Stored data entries

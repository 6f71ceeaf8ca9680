/// Comment model and database operations
///
/// Comments form a forest per issue: roots have no parent and depth 0, a
/// reply sits one level below its parent. Deleting a comment removes its
/// whole subtree through the `parent_id` cascade.
///
/// # Schema
///
/// ```sql
/// CREATE TABLE comments (
///     id INTEGER PRIMARY KEY AUTOINCREMENT,
///     user_name TEXT NOT NULL REFERENCES users(name) ON DELETE CASCADE,
///     text TEXT NOT NULL,
///     issue_id INTEGER NOT NULL REFERENCES issues(id) ON DELETE CASCADE,
///     parent_id INTEGER REFERENCES comments(id) ON DELETE CASCADE,
///     depth INTEGER NOT NULL DEFAULT 0 CHECK (depth >= 0),
///     created_at TEXT NOT NULL,
///     updated_at TEXT NOT NULL
/// );
/// ```

use chrono::{DateTime, Utc};
use serde::{Deserialize, Serialize};
use sqlx::SqlitePool;

/// Comment record
#[derive(Debug, Clone, Serialize, Deserialize, sqlx::FromRow)]
pub struct Comment {
    pub id: i64,
    /// Author
    pub user_name: String,
    pub text: String,
    pub issue_id: i64,
    pub parent_id: Option<i64>,
    pub depth: i64,
    pub created_at: DateTime<Utc>,
    pub updated_at: DateTime<Utc>,
}

/// Input for writing a comment
///
/// `depth` is computed by the caller from the parent.
#[derive(Debug, Clone, Serialize, Deserialize)]
pub struct CreateComment {
    pub user_name: String,
    pub text: String,
    pub issue_id: i64,
    pub parent_id: Option<i64>,
    pub depth: i64,
}

const COMMENT_COLUMNS: &str =
    "id, user_name, text, issue_id, parent_id, depth, created_at, updated_at";

impl Comment {
    pub async fn create(pool: &SqlitePool, data: CreateComment) -> Result<Self, sqlx::Error> {
        let comment = sqlx::query_as::<_, Comment>(&format!(
            r#"
            INSERT INTO comments (user_name, text, issue_id, parent_id, depth, created_at, updated_at)
            VALUES (?1, ?2, ?3, ?4, ?5, ?6, ?6)
            RETURNING {COMMENT_COLUMNS}
            "#
        ))
        .bind(data.user_name)
        .bind(data.text)
        .bind(data.issue_id)
        .bind(data.parent_id)
        .bind(data.depth)
        .bind(Utc::now())
        .fetch_one(pool)
        .await?;

        Ok(comment)
    }

    pub async fn find_by_id(pool: &SqlitePool, id: i64) -> Result<Option<Self>, sqlx::Error> {
        let comment = sqlx::query_as::<_, Comment>(&format!(
            "SELECT {COMMENT_COLUMNS} FROM comments WHERE id = ?"
        ))
        .bind(id)
        .fetch_optional(pool)
        .await?;

        Ok(comment)
    }

    /// Replaces the body and refreshes `updated_at`
    pub async fn update_text(
        pool: &SqlitePool,
        id: i64,
        text: &str,
    ) -> Result<Option<Self>, sqlx::Error> {
        let comment = sqlx::query_as::<_, Comment>(&format!(
            "UPDATE comments SET text = ?, updated_at = ? WHERE id = ? RETURNING {COMMENT_COLUMNS}"
        ))
        .bind(text)
        .bind(Utc::now())
        .bind(id)
        .fetch_optional(pool)
        .await?;

        Ok(comment)
    }

    /// Deletes the comment and every reply below it
    pub async fn delete(pool: &SqlitePool, id: i64) -> Result<bool, sqlx::Error> {
        let result = sqlx::query("DELETE FROM comments WHERE id = ?")
            .bind(id)
            .execute(pool)
            .await?;

        Ok(result.rows_affected() > 0)
    }

    /// All comments on an issue in creation order
    pub async fn list_for_issue(pool: &SqlitePool, issue_id: i64) -> Result<Vec<Self>, sqlx::Error> {
        let comments = sqlx::query_as::<_, Comment>(&format!(
            "SELECT {COMMENT_COLUMNS} FROM comments WHERE issue_id = ? ORDER BY created_at, id"
        ))
        .bind(issue_id)
        .fetch_all(pool)
        .await?;

        Ok(comments)
    }

    pub async fn count(pool: &SqlitePool) -> Result<i64, sqlx::Error> {
        let count: i64 = sqlx::query_scalar("SELECT COUNT(*) FROM comments")
            .fetch_one(pool)
            .await?;

        Ok(count)
    }
}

Brief: Bring together all lines in the records where the word "depth" is found.

Task result:
/// Comments form a forest per issue: roots have no parent and depth 0, a
///     depth INTEGER NOT NULL DEFAULT 0 CHECK (depth >= 0),
    pub depth: i64,
/// `depth` is computed by the caller from the parent.
    pub depth: i64,
    "id, user_name, text, issue_id, parent_id, depth, created_at, updated_at";
            INSERT INTO comments (user_name, text, issue_id, parent_id, depth, created_at, updated_at)
        .bind(data.depth)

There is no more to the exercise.